Discours de Jacques PELISSARD, Président de l’Association des Maires de France, prononcé lors de la VIème Conférence Internationale de l’ICREI à Aix-en-Provence le 26 juin 2006

L'International Center for Research on Environmental Issues (ICREI) est un groupe d'économistes et de juristes français qui, en association avec leurs collègues étrangers, se proposent de conduire des recherches et faire connaître les travaux fondés sur l'utilisation des outils de la rationalité économique et juridique traditionnelle, à savoir l'attribution et l'échange de droits de propriété, l'analyse critique des réglementations publiques et la responsabilisation des acteurs pour protéger et gérer l'environnement, c'est à dire en faisant confiance aux institutions d'une société de liberté et de responsabilité.
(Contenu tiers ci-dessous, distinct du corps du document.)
//! Async dispatcher
//!
//! Network callbacks hand batches to the dispatcher, which applies them one at
//! a time on the blocking thread pool. Batches never run on a network task.

use crate::error::{UtError, UtResult};
use crate::result::BatchSummary;
use crate::updater::UtUpdater;
use std::sync::Arc;
use tokio::sync::{mpsc, oneshot, watch};
use tokio::task::JoinHandle;
use tracing::{info, warn};
use utx_primitives::{Hash256, Timestamp};
use utx_types::TransactionInfo;

enum Command {
    New {
        infos: Vec<TransactionInfo>,
        reply: oneshot::Sender<BatchSummary>,
    },
    AfterCommit {
        confirmed_hashes: Vec<Hash256>,
        reverted_infos: Vec<TransactionInfo>,
        reply: oneshot::Sender<BatchSummary>,
    },
    Prune {
        timestamp: Timestamp,
        reply: oneshot::Sender<usize>,
    },
}

impl Command {
    fn apply(self, updater: &UtUpdater) {
        // the submitter may have stopped waiting
        match self {
            Command::New { infos, reply } => {
                let _ = reply.send(updater.update_new(infos));
            }
            Command::AfterCommit {
                confirmed_hashes,
                reverted_infos,
                reply,
            } => {
                let _ = reply.send(updater.update_after_commit(&confirmed_hashes, reverted_infos));
            }
            Command::Prune { timestamp, reply } => {
                let _ = reply.send(updater.prune(timestamp).len());
            }
        }
    }
}

/// Cloneable submission handle
#[derive(Clone)]
pub struct UtDispatcherHandle {
    commands: mpsc::Sender<Command>,
}

impl UtDispatcherHandle {
    /// Queue freshly submitted transactions and wait for the batch summary
    pub async fn submit(&self, infos: Vec<TransactionInfo>) -> UtResult<BatchSummary> {
        let (reply, response) = oneshot::channel();
        self.send(Command::New { infos, reply }).await?;
        response.await.map_err(|_| UtError::DispatcherClosed)
    }

    /// Queue a block commit and wait for the batch summary
    pub async fn submit_after_commit(
        &self,
        confirmed_hashes: Vec<Hash256>,
        reverted_infos: Vec<TransactionInfo>,
    ) -> UtResult<BatchSummary> {
        let (reply, response) = oneshot::channel();
        self.send(Command::AfterCommit {
            confirmed_hashes,
            reverted_infos,
            reply,
        })
        .await?;
        response.await.map_err(|_| UtError::DispatcherClosed)
    }

    /// Queue a deadline prune and wait for the number of removed transactions
    pub async fn prune(&self, timestamp: Timestamp) -> UtResult<usize> {
        let (reply, response) = oneshot::channel();
        self.send(Command::Prune { timestamp, reply }).await?;
        response.await.map_err(|_| UtError::DispatcherClosed)
    }

    async fn send(&self, command: Command) -> UtResult<()> {
        self.commands.send(command).await.map_err(|_| UtError::DispatcherClosed)
    }
}

/// Serializes batches from many producers onto one updater
pub struct UtDispatcher {
    handle: UtDispatcherHandle,
    shutdown: watch::Sender<bool>,
    worker: JoinHandle<()>,
}

impl UtDispatcher {
    /// Start the worker task. Must be called from within a tokio runtime.
    pub fn spawn(updater: Arc<UtUpdater>, queue_capacity: usize) -> Self {
        let (commands, receiver) = mpsc::channel(queue_capacity.max(1));
        let (shutdown, shutdown_rx) = watch::channel(false);
        let worker = tokio::spawn(run(updater, receiver, shutdown_rx));

        Self {
            handle: UtDispatcherHandle { commands },
            shutdown,
            worker,
        }
    }

    /// Get a submission handle
    pub fn handle(&self) -> UtDispatcherHandle {
        self.handle.clone()
    }

    /// See [`UtDispatcherHandle::submit`]
    pub async fn submit(&self, infos: Vec<TransactionInfo>) -> UtResult<BatchSummary> {
        self.handle.submit(infos).await
    }

    /// See [`UtDispatcherHandle::submit_after_commit`]
    pub async fn submit_after_commit(
        &self,
        confirmed_hashes: Vec<Hash256>,
        reverted_infos: Vec<TransactionInfo>,
    ) -> UtResult<BatchSummary> {
        self.handle.submit_after_commit(confirmed_hashes, reverted_infos).await
    }

    /// Stop accepting batches, finish the queued ones and wait for the worker
    pub async fn shutdown(self) {
        let _ = self.shutdown.send(true);
        if let Err(e) = self.worker.await {
            warn!("Dispatcher worker failed: {}", e);
        }
    }
}

async fn run(updater: Arc<UtUpdater>, mut commands: mpsc::Receiver<Command>, mut shutdown: watch::Receiver<bool>) {
    info!("Unconfirmed transactions dispatcher started");

    loop {
        tokio::select! {
            command = commands.recv() => match command {
                Some(command) => execute(&updater, command).await,
                None => break,
            },
            _ = shutdown.changed() => {
                commands.close();
                while let Some(command) = commands.recv().await {
                    execute(&updater, command).await;
                }
                break;
            }
        }
    }

    info!("Unconfirmed transactions dispatcher stopped");
}

async fn execute(updater: &Arc<UtUpdater>, command: Command) {
    let updater = Arc::clone(updater);
    if let Err(e) = tokio::task::spawn_blocking(move || command.apply(&updater)).await {
        warn!("Batch task failed: {}", e);
    }
}
//! Updater metrics
//!
//! Counters are atomics so diagnostics can read them while a batch is being
//! applied without touching the updater lock.

use crate::result::BatchSummary;
use serde::{Deserialize, Serialize};
use std::sync::atomic::{AtomicU64, AtomicUsize, Ordering};
use std::time::Duration;

/// Cumulative batch counters
#[derive(Debug, Default)]
pub struct UpdaterMetrics {
    batches: AtomicU64,
    admitted: AtomicU64,
    deferred: AtomicU64,
    rejected: AtomicU64,
    pruned: AtomicU64,
    cache_size: AtomicUsize,
    last_batch_micros: AtomicU64,
    total_batch_micros: AtomicU64,
}

/// Snapshot of the updater metrics at a point in time
#[derive(Debug, Clone, Default, PartialEq, Serialize, Deserialize)]
pub struct MetricsSnapshot {
    /// Number of batches applied
    pub batches: u64,
    /// Transactions admitted
    pub admitted: u64,
    /// Transactions deferred
    pub deferred: u64,
    /// Transactions rejected
    pub rejected: u64,
    /// Transactions removed by deadline pruning
    pub pruned: u64,
    /// Cache size after the last mutation
    pub cache_size: usize,
    /// Duration of the last batch in microseconds
    pub last_batch_micros: u64,
    /// Mean batch duration in microseconds
    pub mean_batch_micros: f64,
}

impl UpdaterMetrics {
    /// Create zeroed metrics
    pub fn new() -> Self {
        Self::default()
    }

    /// Record a completed batch
    pub fn record_batch(&self, summary: &BatchSummary, elapsed: Duration, cache_size: usize) {
        let micros = u64::try_from(elapsed.as_micros()).unwrap_or(u64::MAX);

        self.batches.fetch_add(1, Ordering::Relaxed);
        self.admitted.fetch_add(summary.admitted as u64, Ordering::Relaxed);
        self.deferred.fetch_add(summary.deferred as u64, Ordering::Relaxed);
        self.rejected.fetch_add(summary.rejected as u64, Ordering::Relaxed);
        self.last_batch_micros.store(micros, Ordering::Relaxed);
        self.total_batch_micros.fetch_add(micros, Ordering::Relaxed);
        self.cache_size.store(cache_size, Ordering::Relaxed);
    }

    /// Record a deadline prune
    pub fn record_prune(&self, pruned: usize, cache_size: usize) {
        self.pruned.fetch_add(pruned as u64, Ordering::Relaxed);
        self.cache_size.store(cache_size, Ordering::Relaxed);
    }

    /// Take a snapshot
    pub fn snapshot(&self) -> MetricsSnapshot {
        let batches = self.batches.load(Ordering::Relaxed);
        let total_micros = self.total_batch_micros.load(Ordering::Relaxed);
        let mean_batch_micros = if batches == 0 {
            0.0
        } else {
            total_micros as f64 / batches as f64
        };

        MetricsSnapshot {
            batches,
            admitted: self.admitted.load(Ordering::Relaxed),
            deferred: self.deferred.load(Ordering::Relaxed),
            rejected: self.rejected.load(Ordering::Relaxed),
            pruned: self.pruned.load(Ordering::Relaxed),
            cache_size: self.cache_size.load(Ordering::Relaxed),
            last_batch_micros: self.last_batch_micros.load(Ordering::Relaxed),
            mean_batch_micros,
        }
    }
}

impl MetricsSnapshot {
    /// Export snapshot as JSON string
    pub fn to_json(&self) -> Result<String, serde_json::Error> {
        serde_json::to_string_pretty(self)
    }

    /// Export snapshot as compact JSON string
    pub fn to_json_compact(&self) -> Result<String, serde_json::Error> {
        serde_json::to_string(self)
    }
}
A cette fin de très nombreuses conférences sont organisées à l'Assemblée Nationale, donnant lieu à publication systématique de brochures en français afin de rendre accessible les recherches étrangères.

Ann Louise Strong introduit Jacques Pélissard.

Merci, Madame la présidente.

Mon intervention a trait à la problématique de la prospective en matière de maîtrise foncière à des fins environnementales par les collectivités locales.

Premièrement, cette prospective mérite d’être analysée de manière assez large : la notion renvoie non seulement à des politiques qui visent à maîtriser la propriété du sol mais aussi à une pratique de convention de gestion avec les propriétaires.

Cette compétence a été reconnue aux collectivités locale par la loi de décentralisation du 7 janvier 1983 puis confirmée en 1995.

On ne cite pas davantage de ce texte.